Application in machinery

Application machinery

In machinery 3D printers are used at all stages of product development: starting with creating a conceptual model and ending with production planning, which significantly speeds up and simplifies the development process for design engineers. 3D printing is primarily used to visualize objects of different complexity. It can be both the whole model of cars, and various mechanisms. Using 3D modeling, you can create a scaled three-dimensional image of any part of the car, ranging from cylinders in the engine and ending with the dashboard, but this model will not give a complete picture without a real prototype in your hands.

Rapid prototyping is the direction where 3D printing is most used in machinery, starting with the first ideas and ending with the prototype of the finished product. The incredible speed of production, high accuracy and variety of materials allow in the shortest possible time and with the highest quality to submit the first samples for testing.

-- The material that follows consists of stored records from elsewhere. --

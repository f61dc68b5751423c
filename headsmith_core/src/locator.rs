use std::fmt;

use serde::Serialize;

use crate::HeaderContext;
use crate::builder::decoration_line;
use crate::builder::strip_terminator;
use crate::config::HeaderFormat;
use crate::diagnostics::Component;
use crate::diagnostics::DiagnosticSink;
use crate::document::Document;
use crate::prefix::CommentPrefixes;

/// Zero-based indices of the opener and closer decoration lines of a
/// located header. `start < end` always holds.
#[derive(Debug, Clone, Copy, PartialEq, Eq, Serialize)]
pub struct HeaderBoundary {
	pub start: usize,
	pub end: usize,
}

/// Why a header was classified as broken.
#[derive(Debug, Clone, Copy, PartialEq, Eq, Serialize)]
#[serde(tag = "kind", rename_all = "snake_case")]
pub enum BrokenHeader {
	/// A closer decoration appeared before any opener.
	StrayCloser { line: usize },
	/// A second opener appeared before the first one was closed.
	DuplicateOpener { first: usize, second: usize },
}

impl fmt::Display for BrokenHeader {
	fn fmt(&self, f: &mut fmt::Formatter<'_>) -> fmt::Result {
		match self {
			Self::StrayCloser { line } => {
				write!(f, "closing decoration on line {} has no opener", line + 1)
			}
			Self::DuplicateOpener { first, second } => {
				write!(
					f,
					"opening decoration on line {} repeats the one on line {}",
					second + 1,
					first + 1
				)
			}
		}
	}
}

/// Result of scanning a document for a header.
#[derive(Debug, Clone, Copy, PartialEq, Eq, Serialize)]
#[serde(tag = "state", rename_all = "snake_case")]
pub enum LocateOutcome {
	/// Opener and closer found.
	Complete(HeaderBoundary),
	/// No header inside the scan window.
	Absent,
	/// Decoration lines found in an impossible order.
	Broken(BrokenHeader),
	/// The document could not be scanned.
	Aborted,
}

impl LocateOutcome {
	/// Tri-state view: `Some(true)` for a complete header, `Some(false)` for
	/// an absent or broken one, `None` when the scan was aborted.
	pub fn presence(&self) -> Option<bool> {
		match self {
			Self::Complete(_) => Some(true),
			Self::Absent | Self::Broken(_) => Some(false),
			Self::Aborted => None,
		}
	}

	pub fn boundary(&self) -> Option<HeaderBoundary> {
		match self {
			Self::Complete(boundary) => Some(*boundary),
			_ => None,
		}
	}
}

/// Scans the leading lines of a document for header decoration lines.
pub struct HeaderLocator<'a> {
	format: &'a HeaderFormat,
	sink: &'a dyn DiagnosticSink,
	project_name: &'a str,
	max_scan: usize,
}

impl<'a> HeaderLocator<'a> {
	pub fn new(ctx: &HeaderContext<'a>) -> Self {
		Self {
			format: &ctx.config.header,
			sink: ctx.sink,
			project_name: ctx.project_name,
			max_scan: ctx.config.scan.max_lines + ctx.logo.max_height(),
		}
	}

	/// Number of lines searched for an opener, and for a closer once the
	/// opener is found.
	pub fn max_scan(&self) -> usize {
		self.max_scan
	}

	pub fn locate(&self, prefixes: &CommentPrefixes, document: &dyn Document) -> LocateOutcome {
		if document.is_closed() {
			self.sink.warning(
				Component::HeaderLocator,
				"document is closed, header scan aborted",
			);
			return LocateOutcome::Aborted;
		}

		let eol = document.line_ending().unwrap_or_default();
		let opener = decoration_line(
			self.format,
			&prefixes.middle,
			&self.format.begin_marker,
			self.project_name,
			eol,
		);
		let closer = decoration_line(
			self.format,
			&prefixes.middle,
			&self.format.end_marker,
			self.project_name,
			eol,
		);
		let opener = strip_terminator(&opener, eol);
		let closer = strip_terminator(&closer, eol);

		let line_count = document.line_count();
		let mut start: Option<usize> = None;
		let mut index = 0;

		loop {
			let limit = match start {
				None => self.max_scan.min(line_count),
				Some(first) => (first + 1 + self.max_scan).min(line_count),
			};
			if index >= limit {
				break;
			}
			let Some(line) = document.line(index) else {
				break;
			};
			let line = line.strip_suffix('\r').unwrap_or(line);
			let is_opener = line == opener;
			let is_closer = line == closer;

			match (start, is_opener, is_closer) {
				(None, true, _) => start = Some(index),
				(None, false, true) => {
					return self.broken(BrokenHeader::StrayCloser { line: index });
				}
				(Some(first), _, true) => {
					let boundary = HeaderBoundary {
						start: first,
						end: index,
					};
					self.sink.debug(
						Component::HeaderLocator,
						&format!("header found on lines {}-{}", first + 1, index + 1),
					);
					return LocateOutcome::Complete(boundary);
				}
				(Some(first), true, false) => {
					return self.broken(BrokenHeader::DuplicateOpener {
						first,
						second: index,
					});
				}
				_ => {}
			}

			index += 1;
		}

		let message = match start {
			Some(first) => {
				format!(
					"header opened on line {} is not closed within {} lines",
					first + 1,
					self.max_scan
				)
			}
			None => format!("no header found in the first {} lines", self.max_scan),
		};
		self.sink.info(Component::HeaderLocator, &message);
		LocateOutcome::Absent
	}

	fn broken(&self, reason: BrokenHeader) -> LocateOutcome {
		self.sink
			.warning(Component::HeaderLocator, &format!("broken header: {reason}"));
		LocateOutcome::Broken(reason)
	}
}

3D printing technology Stratasys FDM (Fused deposition modeling) has allowed engineers to take a new level in the use of 3D printers in machinery. Functional prototypes can be made on their equipment from different engineering and high-tech plastics, as a result, products can be machined, drilled and mechanically affected. The moisture resistance and heat resistance of the prototypes during the tests will correspond to the characteristics of the final product. Machine-building enterprises use printed parts to inspect the entire product mix and to ensure that every workplace has all the necessary tools to achieve the highest possible production efficiency. Making a variety of tooling with real industrial plastics allows speeding up the release of finished products, and the burned tooling for casting - to get a molded product with high accuracy in the shortest lines.

In recent years, more and more companies began to resort to 3D printing with metals, which in turn made it possible to produce finished products of complex shape, which cannot be repeated using traditional methods. Getting finished products with such equipment is measured in a few days, maybe even hours, and the manufacture of spare parts is a quickly solvable task. The prospect of using 3D printers for machinery is economically obvious, since these devices significantly speed up the process of developing new products, significantly reduce the risks of design errors, reduce the cost of obtaining the layout, and are now at their prices are available to most businesses.